The Michelson interferometer is an optical instrument of high precision and versatility. It is generally used in investigations that involve small changes in optical path length. With the Michelson interferometer, one can produce circular and straight-line fringes of both monochromatic light and white light. One can use these fringes to make an accurate comparison of wavelengths, measure the refractive index of gases and transparent solids, and determine small changes in length quite precisely. The Michelson interferometer was introduced by Albert Michelson in 1881. It has been used to
|provide experimental evidence for special relativity,|
|discover the hyperfine structure in the energy levels of atoms,|
|measure tidal effects of the moon on the earth,|
|enable the use of wavelength of light as the international standard for the meter.|
The Michelson interferometer operates on the principle of division of amplitude rather than on division of wave front. According to this principle, the incident beam of light falls on a beam splitter, which reflects roughly half of the intensity of the wave front in one direction and transmits the other half of the intensity of the wave front in another direction. The two beams, which travel different optical paths, are subsequently recombined in a common region where interference occurs and fringes are formed. The character of the fringes is directly related to the difference in the optical path lengths for the two beams. It is therefore related to whatever causes a difference in the optical path lengths.
In its most common arrangement, a Michelson interferometer is illuminated by an extended source S and consists of a 50% beam-splitter BS and two mirrors M1 and M2. The interference pattern is observed on a screen that is either very far from BS, or a lens is placed one focal length in front of the screen. Rotation or translation of one or both mirrors changes the interference pattern.

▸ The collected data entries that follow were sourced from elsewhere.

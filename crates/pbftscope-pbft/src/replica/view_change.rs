//! View change protocol handlers.
//!
//! 1. **Alarm**: a replica whose alarm has fired, and that either was forced
//!    or sees a waiting request with a silent primary, moves to `v + 1` and
//!    broadcasts `ViewChange`.
//! 2. **`ViewChange`**: receivers adopt the higher view and tally votes.
//!    The rotation primary of the view becomes leader on a strict majority.
//! 3. **`NewView`**: the new primary announces itself; receivers adopt the
//!    view as followers.

use pbftscope_types::{ReplicaId, ViewNumber};
use tracing::{debug, info};

use crate::message::{MessagePayload, NewView, ViewChange};

use super::{AlarmCheck, Effect, ProtocolContext, Replica, ReplicaOutput, ReplicaStatus};

impl Replica {
    // ========================================================================
    // View Change Initiation
    // ========================================================================

    /// Runs once per tick. Does nothing until the alarm is due.
    pub(crate) fn on_alarm_check(
        &mut self,
        check: AlarmCheck,
        ctx: &mut ProtocolContext<'_>,
    ) -> ReplicaOutput {
        if self.view_alarm > ctx.now {
            return ReplicaOutput::empty();
        }

        let forced = self.force_view_change;
        let primary_unresponsive =
            check.request_waiting && self.primary() != self.id && !check.primary_recently_active;

        if !forced && !primary_unresponsive {
            // Nothing suspicious; just re-arm.
            self.view_alarm = ctx.next_alarm(self.id);
            return ReplicaOutput::empty();
        }

        self.start_view_change(forced, ctx)
    }

    fn start_view_change(&mut self, forced: bool, ctx: &mut ProtocolContext<'_>) -> ReplicaOutput {
        let reason = if forced { "forced" } else { "primary unresponsive" };
        info!(replica = %self.id, view = %self.view, reason, "initiating view change");

        self.force_view_change = false;
        self.view = self.view.next();
        self.view_alarm = ctx.next_alarm(self.id);
        self.step_down();

        let payload = MessagePayload::ViewChange(ViewChange {
            new_view: self.view,
            last_sequence: self.sequence_number,
        });
        let mut output = self.broadcast_output(&payload);

        self.reset_tally();
        output.merge(self.on_view_change(self.id, self.view, ctx));
        output
    }

    // ========================================================================
    // ViewChange Handler
    // ========================================================================

    /// Tallies a vote for `new_view`, adopting it first if it is ahead.
    pub(crate) fn on_view_change(
        &mut self,
        from: ReplicaId,
        new_view: ViewNumber,
        ctx: &mut ProtocolContext<'_>,
    ) -> ReplicaOutput {
        if new_view > self.view {
            info!(replica = %self.id, from = %self.view, to = %new_view, "updating view");
            self.adopt_view(new_view, ctx);
        }

        if new_view == self.view {
            self.view_change_votes.insert(from, true);
        }

        let votes = self.vote_count();
        debug!(replica = %self.id, view = %self.view, votes, "view change votes");

        if votes < self.config.view_change_majority()
            || self.primary() != self.id
            || self.status == ReplicaStatus::Leader
        {
            return ReplicaOutput::empty();
        }

        self.claim_leadership(ctx)
    }

    /// Installs this replica as primary of its view and announces it.
    fn claim_leadership(&mut self, ctx: &mut ProtocolContext<'_>) -> ReplicaOutput {
        self.install_leader();
        ctx.backoff.reset(self.id);

        let payload = MessagePayload::NewView(NewView { view: self.view });
        let mut output = self.broadcast_output(&payload);
        output.effects.push(Effect::LeadershipClaimed {
            leader: self.id,
            view: self.view,
        });
        output
    }

    // ========================================================================
    // NewView Handler
    // ========================================================================

    pub(crate) fn on_new_view(
        &mut self,
        from: ReplicaId,
        new_view: NewView,
        ctx: &mut ProtocolContext<'_>,
    ) -> ReplicaOutput {
        if from != self.config.primary_for_view(new_view.view) {
            debug!(replica = %self.id, %from, view = %new_view.view, "ignoring new-view from non-primary");
            return ReplicaOutput::empty();
        }
        if new_view.view < self.view {
            debug!(replica = %self.id, view = %new_view.view, current = %self.view, "ignoring stale new-view");
            return ReplicaOutput::empty();
        }

        self.adopt_view(new_view.view, ctx);
        if self.primary() == self.id {
            self.install_leader();
        }
        ctx.backoff.reset(self.id);
        ReplicaOutput::empty()
    }
}

#[cfg(test)]
mod tests {
    use super::*;
    use crate::backoff::ViewChangeBackoff;
    use crate::config::{ClusterConfig, Timings};
    use crate::message::MessageKind;
    use crate::rng::SimRng;
    use pbftscope_types::SimTime;

    struct Harness {
        timings: Timings,
        rng: SimRng,
        backoff: ViewChangeBackoff,
        now: SimTime,
    }

    impl Harness {
        fn new() -> Self {
            Self {
                timings: Timings::default(),
                rng: SimRng::new(2),
                backoff: ViewChangeBackoff::new(),
                now: SimTime::ZERO,
            }
        }

        fn ctx(&mut self) -> ProtocolContext<'_> {
            ProtocolContext {
                now: self.now,
                timings: &self.timings,
                rng: &mut self.rng,
                backoff: &mut self.backoff,
            }
        }

        fn replica(&mut self, id: u8) -> Replica {
            Replica::new(ReplicaId::new(id), ClusterConfig::new(5).unwrap(), &mut self.ctx())
        }
    }

    const WAITING_SILENT: AlarmCheck = AlarmCheck {
        request_waiting: true,
        primary_recently_active: false,
    };

    #[test]
    fn alarm_not_due_does_nothing() {
        let mut h = Harness::new();
        let mut replica = h.replica(2);
        let alarm = replica.view_alarm();

        assert!(replica.on_alarm_check(WAITING_SILENT, &mut h.ctx()).is_empty());
        assert_eq!(replica.view_alarm(), alarm);
    }

    #[test]
    fn due_alarm_without_cause_rearms() {
        let mut h = Harness::new();
        let mut replica = h.replica(2);
        h.now = replica.view_alarm();

        let check = AlarmCheck {
            request_waiting: true,
            primary_recently_active: true,
        };
        assert!(replica.on_alarm_check(check, &mut h.ctx()).is_empty());
        assert_eq!(replica.view(), ViewNumber::ZERO);
        assert!(replica.view_alarm() > h.now);
    }

    #[test]
    fn silent_primary_triggers_view_change() {
        let mut h = Harness::new();
        let mut replica = h.replica(3);
        h.now = replica.view_alarm();

        let output = replica.on_alarm_check(WAITING_SILENT, &mut h.ctx());
        assert_eq!(replica.view(), ViewNumber::new(1));
        assert_eq!(output.messages.len(), 4);
        assert!(output
            .messages
            .iter()
            .all(|e| e.payload.kind() == MessageKind::ViewChange));
        assert_eq!(replica.vote_count(), 1);
    }

    #[test]
    fn primary_does_not_suspect_itself() {
        let mut h = Harness::new();
        let mut replica = h.replica(1);
        h.now = replica.view_alarm();

        assert!(replica.on_alarm_check(WAITING_SILENT, &mut h.ctx()).is_empty());
        assert_eq!(replica.view(), ViewNumber::ZERO);
    }

    #[test]
    fn forced_view_change_steps_down_and_clears_flag() {
        let mut h = Harness::new();
        let mut replica = h.replica(1);
        replica.install_leader();
        replica.force_view_change();

        let idle = AlarmCheck {
            request_waiting: false,
            primary_recently_active: true,
        };
        replica.on_alarm_check(idle, &mut h.ctx());
        assert_eq!(replica.view(), ViewNumber::new(1));
        assert_eq!(replica.status(), ReplicaStatus::Follower);
        assert!(!replica.is_force_view_change());
    }

    #[test]
    fn majority_installs_rotation_primary() {
        let mut h = Harness::new();
        let mut candidate = h.replica(2);
        let v1 = ViewNumber::new(1);

        let output = candidate.on_view_change(ReplicaId::new(3), v1, &mut h.ctx());
        assert!(output.is_empty());
        assert_eq!(candidate.vote_count(), 2);

        let output = candidate.on_view_change(ReplicaId::new(4), v1, &mut h.ctx());
        assert!(candidate.is_primary());
        assert_eq!(
            output.messages.iter().filter(|e| e.payload.kind() == MessageKind::NewView).count(),
            4
        );
        assert_eq!(
            output.effects,
            vec![Effect::LeadershipClaimed {
                leader: ReplicaId::new(2),
                view: v1
            }]
        );
        assert_eq!(h.backoff.factor(ReplicaId::new(2)), Some(1.0));

        // Later votes don't re-announce.
        let output = candidate.on_view_change(ReplicaId::new(5), v1, &mut h.ctx());
        assert!(output.is_empty());
    }

    #[test]
    fn majority_at_non_primary_does_not_lead() {
        let mut h = Harness::new();
        let mut replica = h.replica(4);
        let v1 = ViewNumber::new(1);

        for from in [1, 3, 5] {
            replica.on_view_change(ReplicaId::new(from), v1, &mut h.ctx());
        }
        assert_eq!(replica.vote_count(), 4);
        assert_eq!(replica.status(), ReplicaStatus::Follower);
    }

    #[test]
    fn votes_for_other_views_are_not_counted() {
        let mut h = Harness::new();
        let mut replica = h.replica(2);
        replica.on_view_change(ReplicaId::new(3), ViewNumber::new(6), &mut h.ctx());
        replica.on_view_change(ReplicaId::new(4), ViewNumber::new(1), &mut h.ctx());

        assert_eq!(replica.view(), ViewNumber::new(6));
        assert_eq!(replica.vote_count(), 2);
    }

    #[test]
    fn new_view_from_wrong_sender_is_ignored() {
        let mut h = Harness::new();
        let mut replica = h.replica(4);
        let before = replica.clone();

        replica.on_new_view(ReplicaId::new(3), NewView { view: ViewNumber::new(1) }, &mut h.ctx());
        assert_eq!(replica, before);
    }

    #[test]
    fn new_view_adopts_view_as_follower() {
        let mut h = Harness::new();
        let mut replica = h.replica(1);
        replica.install_leader();

        replica.on_new_view(ReplicaId::new(2), NewView { view: ViewNumber::new(1) }, &mut h.ctx());
        assert_eq!(replica.view(), ViewNumber::new(1));
        assert_eq!(replica.status(), ReplicaStatus::Follower);
        assert!(!replica.is_primary());
    }

    #[test]
    fn stale_new_view_is_ignored() {
        let mut h = Harness::new();
        let mut replica = h.replica(4);
        replica.adopt_view(ViewNumber::new(7), &mut h.ctx());
        let before = replica.clone();

        replica.on_new_view(ReplicaId::new(2), NewView { view: ViewNumber::new(1) }, &mut h.ctx());
        assert_eq!(replica, before);
    }
}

Interference in a Michelson interferometer can be understood in terms of thin-film interference. Imagine that the arms of the interferometer are rotated, such that there is a single optical axis, as shown in the drawing below.
Then reflection from the mirrors M1 and M2 is analogous to reflection from two surfaces of an air gap of thickness d. Since the phase shift upon reflection is the same for both mirrors, we find
2dcosθ = mλ
for constructive interference.
If the two mirrors are precisely aligned such that their planes are exactly perpendicular to one another, thus ensuring that path differences over different regions of the mirrors are constant, the fringe pattern will consist of a series of concentric rings. Each ring will correspond to a different angle of view, measured from the normal to the mirror M1. These fringes are called fringes of equal inclination. They are analogous to fringes of equal inclination that we observe when we shine light from an extended source on a thin film. When the mirror M1 is moved so as to approach the condition for zero path difference, the fringe pattern appears to collapse, with all fringes moving towards the center, and disappear.
The Twyman-Green interferometer is a very useful instrument for measuring defects in optical components such as lenses, prisms, plane-parallel windows, laser rods, and plane mirrors. The beam splitter and mirror arrangement of the Twyman-Green interferometer resembles that of a Michelson interferometer. The difference lies in the way the interferometers are illuminated. While the Michelson interferometer is used with an extended light source, the Twyman-Green interferometer is used with a monochromatic point source which is located at the principal focus of a well-corrected lens.
If the mirrors M1 and M2 are perpendicular to each other and the beam-splitter BS makes an angle of 45° with the normal of each mirrors, then the interference is exactly analogous to thin-film interference at normal incidence.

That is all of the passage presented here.